Exercise details: At the line containing "let broken = client", begin setting down the entries exactly, and stop only after the last line.

*** Material supplied ***

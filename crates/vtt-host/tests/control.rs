use std::path::Path;
use std::sync::Arc;
use std::time::Duration;

use serde_json::json;
use tempfile::TempDir;
use tokio::sync::broadcast;
use vtt_host::{ControlClient, Daemon, HostConfig, RequestEnvelope, SessionRegistry, StreamEvent};
use vtt_store::MemStore;
use vtt_types::Version;

async fn wait_for_socket(path: &Path) {
    for _ in 0..50 {
        if path.exists() {
            return;
        }
        tokio::time::sleep(Duration::from_millis(10)).await;
    }
    panic!("control socket never appeared at {}", path.display());
}

/// Create, subscribe, update, fetch, end, and shut down over the Unix socket.
#[tokio::test]
async fn control_channel_round_trip() {
    let registry = Arc::new(SessionRegistry::new(
        HostConfig {
            sync_interval: Duration::from_secs(3600),
            ..HostConfig::default()
        },
        Arc::new(MemStore::new()),
    ));
    let sock_dir = TempDir::new().unwrap();
    let sock_path = sock_dir.path().join("control.sock");
    let (shutdown_tx, _) = broadcast::channel(1);
    let mut daemon = Daemon::new(Arc::clone(&registry), sock_path.clone(), shutdown_tx);
    let daemon_handle = tokio::spawn(async move { daemon.run().await });
    wait_for_socket(&sock_path).await;

    let mut client = ControlClient::connect(&sock_path).await.unwrap();
    let created = client
        .call(
            "session-create",
            json!({
                "sessionId": "s1",
                "writer": "gm",
                "participants": ["p1"],
                "initialState": {"actors": {"a1": {"hp": 10}}}
            }),
        )
        .await
        .unwrap();
    assert_eq!(created["status"], json!("CREATED"));
    assert_eq!(created["version"], json!("0"));

    let connected = client
        .call("writer-connect", json!({"sessionId": "s1", "writer": "gm"}))
        .await
        .unwrap();
    assert_eq!(connected["status"], json!("ACTIVE"));

    // Second connection becomes a broadcast stream.
    let mut watcher = ControlClient::connect(&sock_path).await.unwrap();
    let first = watcher
        .request(&RequestEnvelope {
            v: 1,
            id: "sub-1".into(),
            cmd: "subscribe".into(),
            payload: json!({"sessionId": "s1", "participant": "p1"}),
        })
        .await
        .unwrap();
    assert!(first.ok, "{first:?}");
    assert_eq!(first.id, "sub-1");
    let event: StreamEvent = serde_json::from_value(first.result.unwrap()).unwrap();
    let snapshot = match event {
        StreamEvent::Snapshot { snapshot, .. } => snapshot,
        other => panic!("expected snapshot, got {other:?}"),
    };
    assert_eq!(snapshot.version, Version::ZERO);

    let resp = client
        .call(
            "state-update",
            json!({
                "submitter": "gm",
                "update": {
                    "requestId": "r1",
                    "sessionId": "s1",
                    "baseVersion": "0",
                    "operations": [
                        {"path": ["actors", "a1", "hp"], "verb": "inc", "value": -3}
                    ]
                }
            }),
        )
        .await
        .unwrap();
    assert_eq!(resp["success"], json!(true));
    assert_eq!(resp["newVersion"], json!("1"));

    match watcher.next_event().await.unwrap() {
        Some(StreamEvent::Broadcast(msg)) => {
            assert_eq!(msg.new_version, Version::new(1));
            assert_eq!(json!(msg.new_hash), resp["newHash"]);
        }
        other => panic!("expected broadcast, got {other:?}"),
    }

    let stale = client
        .call(
            "state-update",
            json!({
                "submitter": "gm",
                "update": {
                    "requestId": "r2",
                    "sessionId": "s1",
                    "baseVersion": "0",
                    "operations": [{"path": ["round"], "verb": "set", "value": 2}]
                }
            }),
        )
        .await
        .unwrap();
    assert_eq!(stale["success"], json!(false));
    assert_eq!(stale["error"]["code"], json!("VERSION_CONFLICT"));
    assert_eq!(stale["error"]["currentVersion"], json!("1"));

    let unchanged = client
        .call(
            "full-state",
            json!({
                "requester": "p1",
                "request": {"sessionId": "s1", "cachedVersion": "1", "cachedHash": resp["newHash"]}
            }),
        )
        .await
        .unwrap();
    assert_eq!(unchanged, json!({"unchanged": true}));

    let full = client
        .call("full-state", json!({"requester": "p1", "request": {"sessionId": "s1"}}))
        .await
        .unwrap();
    assert_eq!(full["state"]["actors"]["a1"]["hp"], json!(7));

    let unknown = client
        .request(&RequestEnvelope {
            v: 1,
            id: "x".into(),
            cmd: "no-such-thing".into(),
            payload: json!({}),
        })
        .await
        .unwrap();
    assert!(!unknown.ok);
    assert_eq!(unknown.error.unwrap().code, "unknown_method");

    let listed = client.call("session-list", json!({})).await.unwrap();
    assert_eq!(listed["sessions"][0]["sessionId"], json!("s1"));

    let ended = client
        .call("session-end", json!({"sessionId": "s1"}))
        .await
        .unwrap();
    assert_eq!(ended["persisted"], json!(true));
    assert_eq!(ended["version"], json!("1"));

    match watcher.next_event().await.unwrap() {
        Some(StreamEvent::Closed { reason }) => assert_eq!(reason, "ended"),
        other => panic!("expected close, got {other:?}"),
    }

    let gone = client
        .call("full-state", json!({"requester": "p1", "request": {"sessionId": "s1"}}))
        .await
        .unwrap_err();
    assert!(gone.to_string().contains("SESSION_NOT_FOUND"), "{gone}");

    client.call("shutdown", json!({})).await.unwrap();
    tokio::time::timeout(Duration::from_secs(5), daemon_handle)
        .await
        .expect("daemon stops")
        .unwrap()
        .unwrap();
    assert!(!sock_path.exists());
}

#[tokio::test]
async fn malformed_operations_are_rejected_in_the_update_response() {
    let registry = Arc::new(SessionRegistry::new(
        HostConfig {
            sync_interval: Duration::from_secs(3600),
            ..HostConfig::default()
        },
        Arc::new(MemStore::new()),
    ));
    let sock_dir = TempDir::new().unwrap();
    let sock_path = sock_dir.path().join("control.sock");
    let (shutdown_tx, _) = broadcast::channel(1);
    let mut daemon = Daemon::new(Arc::clone(&registry), sock_path.clone(), shutdown_tx);
    let daemon_handle = tokio::spawn(async move { daemon.run().await });
    wait_for_socket(&sock_path).await;

    let mut client = ControlClient::connect(&sock_path).await.unwrap();
    client
        .call("session-create", json!({"sessionId": "s1", "writer": "gm"}))
        .await
        .unwrap();
    client
        .call("writer-connect", json!({"sessionId": "s1", "writer": "gm"}))
        .await
        .unwrap();

    let bad_ops = [
        json!({"path": ["round"], "verb": "rename", "value": 1}),
        json!({"path": ["tokens", -1], "verb": "set", "value": 1}),
    ];
    for op in bad_ops {
        let resp = client
            .call(
                "state-update",
                json!({
                    "submitter": "gm",
                    "update": {
                        "requestId": "r1",
                        "sessionId": "s1",
                        "baseVersion": "0",
                        "operations": [{"path": ["round"], "verb": "set", "value": 1}, op]
                    }
                }),
            )
            .await
            .unwrap();
        assert_eq!(resp["success"], json!(false), "{resp}");
        assert_eq!(resp["error"]["code"], json!("VALIDATION_ERROR"));
    }
    assert_eq!(registry.list()[0].version, Version::ZERO);

    // A broken update envelope is still a request error.
    let broken = client
        .request(&RequestEnvelope {
            v: 1,
            id: "r2".into(),
            cmd: "state-update".into(),
            payload: json!({"submitter": "gm", "update": {"sessionId": "s1", "operations": []}}),
        })
        .await
        .unwrap();
    assert!(!broken.ok);
    assert_eq!(broken.error.unwrap().code, "decode_error");

    client.call("shutdown", json!({})).await.unwrap();
    tokio::time::timeout(Duration::from_secs(5), daemon_handle)
        .await
        .expect("daemon stops")
        .unwrap()
        .unwrap();
}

*** End of Material supplied ***

Task output:
    let broken = client
        .request(&RequestEnvelope {
            v: 1,
            id: "r2".into(),
            cmd: "state-update".into(),
            payload: json!({"submitter": "gm", "update": {"sessionId": "s1", "operations": []}}),
        })
        .await
        .unwrap();
    assert!(!broken.ok);
    assert_eq!(broken.error.unwrap().code, "decode_error");

    client.call("shutdown", json!({})).await.unwrap();
    tokio::time::timeout(Duration::from_secs(5), daemon_handle)
        .await
        .expect("daemon stops")
        .unwrap()
        .unwrap();
}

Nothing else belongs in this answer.